James Duncan Davidson wrote:

> 2- I've seen that you build the document tree with DOM. I think > this is a mess : you build an object tree two times (when > parsing with DOM and when creating task tree). I think > this would be a good idea to use SAX instead. Less memory > and CPU usage. Of course, this would be a big task as > this would imply to rewrite a big piece of code, but I > think this is necessary.

It was a hack to get up and running quickly.

And few months ago we implemented a SAX version - it's still in the "Attic".
Worked fine - but  we felt it will be confusing and dangerous - ant used to be
used as a build tool, and we didn't want to risk breaking the build.


Few weeks ago I tried again ( using XmlMapper from tomcat ) and it's still
trivial to change ( assuming I still have CVS access to ant - after all the damage
I've done with the properties, init  and so on )

> 3- Properties are broken : they apply whatever the target.

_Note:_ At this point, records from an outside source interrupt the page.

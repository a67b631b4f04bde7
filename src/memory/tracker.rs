//! Logical memory accounting for buffered exchange pages.
//!
//! A tracker only records bytes explicitly reported by its holders. It does not
//! reflect process RSS and it never rejects a reservation: the exchange client's
//! byte budget is what actually throttles fetching.

use std::sync::atomic::{AtomicI64, Ordering};
use std::sync::Arc;

/// Tracks current and peak bytes for one component and its ancestors.
#[derive(Debug)]
pub struct MemoryTracker {
    label: String,
    limit: Option<i64>,
    parent: Option<Arc<MemoryTracker>>,
    current: AtomicI64,
    peak: AtomicI64,
}

impl MemoryTracker {
    /// Create a root tracker. `limit` is advisory and only reported.
    pub fn new_root(label: impl Into<String>, limit: Option<i64>) -> Arc<Self> {
        Arc::new(Self {
            label: label.into(),
            limit,
            parent: None,
            current: AtomicI64::new(0),
            peak: AtomicI64::new(0),
        })
    }

    /// Create a child whose usage also counts toward `parent`.
    pub fn new_child(label: impl Into<String>, parent: &Arc<MemoryTracker>) -> Arc<Self> {
        Arc::new(Self {
            label: label.into(),
            limit: None,
            parent: Some(Arc::clone(parent)),
            current: AtomicI64::new(0),
            peak: AtomicI64::new(0),
        })
    }

    pub fn label(&self) -> &str {
        &self.label
    }

    pub fn limit(&self) -> Option<i64> {
        self.limit
    }

    pub fn current(&self) -> i64 {
        self.current.load(Ordering::Acquire)
    }

    pub fn peak(&self) -> i64 {
        self.peak.load(Ordering::Acquire)
    }

    /// True when an advisory limit is set and current usage is above it.
    pub fn exceeds_limit(&self) -> bool {
        self.limit.map_or(false, |limit| self.current() > limit)
    }

    pub fn consume(&self, bytes: i64) {
        if bytes == 0 {
            return;
        }
        let now = self.current.fetch_add(bytes, Ordering::AcqRel) + bytes;
        self.peak.fetch_max(now, Ordering::AcqRel);
        if let Some(parent) = &self.parent {
            parent.consume(bytes);
        }
    }

    pub fn release(&self, bytes: i64) {
        if bytes == 0 {
            return;
        }
        self.current.fetch_sub(bytes, Ordering::AcqRel);
        if let Some(parent) = &self.parent {
            parent.release(bytes);
        }
    }

    /// Reserve `bytes` until the returned guard is dropped.
    pub fn reserve(self: &Arc<Self>, bytes: u64) -> MemoryReservation {
        let bytes = i64::try_from(bytes).unwrap_or(i64::MAX);
        self.consume(bytes);
        MemoryReservation {
            bytes,
            tracker: Arc::clone(self),
        }
    }
}

/// RAII reservation against a [`MemoryTracker`].
#[derive(Debug)]
pub struct MemoryReservation {
    bytes: i64,
    tracker: Arc<MemoryTracker>,
}

impl MemoryReservation {
    pub fn bytes(&self) -> i64 {
        self.bytes
    }

    /// Move the reservation to another tracker without a window of double counting.
    pub fn transfer_to(&mut self, tracker: &Arc<MemoryTracker>) {
        if Arc::ptr_eq(&self.tracker, tracker) {
            return;
        }
        tracker.consume(self.bytes);
        self.tracker.release(self.bytes);
        self.tracker = Arc::clone(tracker);
    }
}

impl Drop for MemoryReservation {
    fn drop(&mut self) {
        self.tracker.release(self.bytes);
    }
}

#[cfg(test)]
mod tests {
    use super::*;

    #[test]
    fn reservation_releases_on_drop() {
        let tracker = MemoryTracker::new_root("exchange", None);
        {
            let r = tracker.reserve(128);
            assert_eq!(r.bytes(), 128);
            assert_eq!(tracker.current(), 128);
        }
        assert_eq!(tracker.current(), 0);
        assert_eq!(tracker.peak(), 128);
    }

    #[test]
    fn child_usage_rolls_up_to_parent() {
        let root = MemoryTracker::new_root("query", Some(1000));
        let child = MemoryTracker::new_child("exchange client", &root);
        let r = child.reserve(600);
        assert_eq!(root.current(), 600);
        assert!(!root.exceeds_limit());
        let r2 = child.reserve(600);
        assert!(root.exceeds_limit());
        drop(r);
        drop(r2);
        assert_eq!(root.current(), 0);
        assert_eq!(root.peak(), 1200);
    }

    #[test]
    fn transfer_moves_bytes_between_trackers() {
        let a = MemoryTracker::new_root("a", None);
        let b = MemoryTracker::new_root("b", None);
        let mut r = a.reserve(64);
        r.transfer_to(&b);
        assert_eq!(a.current(), 0);
        assert_eq!(b.current(), 64);
        drop(r);
        assert_eq!(b.current(), 0);
    }
}
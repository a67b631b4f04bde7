//! Runtime metric aggregation for exchange statistics.

use std::collections::HashMap;

use serde::{Deserialize, Serialize};

/// Background CPU time spent by sources servicing requests.
pub const BACKGROUND_CPU_TIME_MS: &str = "backgroundCpuTimeMs";

pub const PEAK_BYTES: &str = "exchangeClient.peakBytes";
pub const NUM_RECEIVED_PAGES: &str = "exchangeClient.numReceivedPages";
pub const AVERAGE_RECEIVED_PAGE_BYTES: &str = "exchangeClient.averageReceivedPageBytes";
pub const NUM_REQUESTS: &str = "exchangeClient.numRequests";
pub const NUM_SIZE_PROBES: &str = "exchangeClient.numSizeProbes";
pub const NUM_FAILED_REQUESTS: &str = "exchangeClient.numFailedRequests";

/// Unit a metric is reported in.
#[derive(Debug, Clone, Copy, Default, PartialEq, Eq, Serialize, Deserialize)]
pub enum MetricUnit {
    #[default]
    None,
    Bytes,
    Millis,
}

/// Summary of the values recorded under one metric name.
#[derive(Debug, Clone, PartialEq, Serialize, Deserialize)]
pub struct RuntimeMetric {
    pub unit: MetricUnit,
    pub sum: i64,
    pub count: i64,
    pub min: i64,
    pub max: i64,
}

impl RuntimeMetric {
    pub fn new(unit: MetricUnit) -> Self {
        Self {
            unit,
            sum: 0,
            count: 0,
            min: i64::MAX,
            max: i64::MIN,
        }
    }

    pub fn from_value(value: i64, unit: MetricUnit) -> Self {
        let mut metric = Self::new(unit);
        metric.add_value(value);
        metric
    }

    pub fn add_value(&mut self, value: i64) {
        self.sum = self.sum.saturating_add(value);
        self.count += 1;
        self.min = self.min.min(value);
        self.max = self.max.max(value);
    }

    pub fn merge(&mut self, other: &RuntimeMetric) {
        if other.count == 0 {
            return;
        }
        self.sum = self.sum.saturating_add(other.sum);
        self.count += other.count;
        self.min = self.min.min(other.min);
        self.max = self.max.max(other.max);
    }

    pub fn average(&self) -> Option<f64> {
        (self.count > 0).then(|| self.sum as f64 / self.count as f64)
    }
}

impl Default for RuntimeMetric {
    fn default() -> Self {
        Self::new(MetricUnit::None)
    }
}

/// Infer the unit from the conventional metric-name suffix.
pub(crate) fn unit_for(name: &str) -> MetricUnit {
    if name.ends_with("Bytes") {
        MetricUnit::Bytes
    } else if name.ends_with("Ms") {
        MetricUnit::Millis
    } else {
        MetricUnit::None
    }
}

/// Record `value` under `name`, creating the metric on first use.
pub(crate) fn add_to(stats: &mut HashMap<String, RuntimeMetric>, name: &str, value: i64) {
    stats
        .entry(name.to_string())
        .or_insert_with(|| RuntimeMetric::new(unit_for(name)))
        .add_value(value);
}

#[cfg(test)]
mod tests {
    use super::*;

    #[test]
    fn add_value_tracks_bounds() {
        let mut m = RuntimeMetric::default();
        m.add_value(5);
        m.add_value(-2);
        m.add_value(9);
        assert_eq!(m.sum, 12);
        assert_eq!(m.count, 3);
        assert_eq!(m.min, -2);
        assert_eq!(m.max, 9);
        assert_eq!(m.average(), Some(4.0));
    }

    #[test]
    fn merge_ignores_empty_metric() {
        let mut m = RuntimeMetric::from_value(3, MetricUnit::Bytes);
        m.merge(&RuntimeMetric::new(MetricUnit::Bytes));
        assert_eq!(m.count, 1);
        assert_eq!(m.min, 3);

        m.merge(&RuntimeMetric::from_value(7, MetricUnit::Bytes));
        assert_eq!(m.sum, 10);
        assert_eq!(m.max, 7);
    }

    #[test]
    fn unit_from_suffix() {
        assert_eq!(unit_for(BACKGROUND_CPU_TIME_MS), MetricUnit::Millis);
        assert_eq!(unit_for(PEAK_BYTES), MetricUnit::Bytes);
        assert_eq!(unit_for(NUM_REQUESTS), MetricUnit::None);
    }
}
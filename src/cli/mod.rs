//! CLI subcommands for the `exchange-sim` binary.
//!
//! ## Usage
//!
//! ```bash
//! exchange-sim run --producers 8 --pages 1000   # Simulate an exchange
//! exchange-sim config show                      # Effective configuration
//! exchange-sim config validate --file sim.toml  # Check a config file
//! ```

pub mod config_cmd;
pub mod sim_cmd;

pub use sim_cmd::{parse_args, print_report, run_sim, SimError, SimOptions, SimReport};

/// Worker threads for the simulator runtime, from `EXCHANGE_SIM_THREADS`
/// or the number of CPUs.
pub fn worker_threads() -> usize {
    std::env::var("EXCHANGE_SIM_THREADS")
        .ok()
        .and_then(|v| v.parse::<usize>().ok())
        .filter(|&n| n > 0)
        .unwrap_or_else(num_cpus::get)
        .max(2)
}

#[cfg(test)]
mod tests {
    use super::*;

    #[test]
    fn worker_threads_has_a_floor() {
        assert!(worker_threads() >= 2);
    }
}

I

>    would suggest to reduce the scope to the target they live

>    (and called <ant> in this target). It would be nice to add a

>    chance to define properties within <project> element, those

>    properties being global (as <variable> for XSLT).



Actually the more that we talk about properties, the more I think that they

belong in the project and *shouldn't* be given in tasks. Like System

properties. If you are going to have constants, make 'em global.

Properties are broken because you think of  them as variables. If you think about XML entities
it starts to make sense.


Properties are replaced at _parse_ time ( when the XML file is read ) - in order to take
advantage of the stupid ${property} hack allowed everywhere ( I can say it's stupid - I
implemented a part of it )
Entities are similar, but you have little control since the parser provides very little control.
( you _can_  use SAX to replace entities with computed values, but it's a hack )


If you want variables - or project properties - I agree with  Duncan, they should belong to the
project. And we can use the well-known set/getAttribute() - this way you can have real objects
and all type checking that is so good.  And you force people to explicitely deal with them -
it will be very clear and simple.


We just need to  replace the syntax from ${property} to $property;


> 4- It would be nice to have a build.dtd.

Maybe with namespaces - but it's too early I think.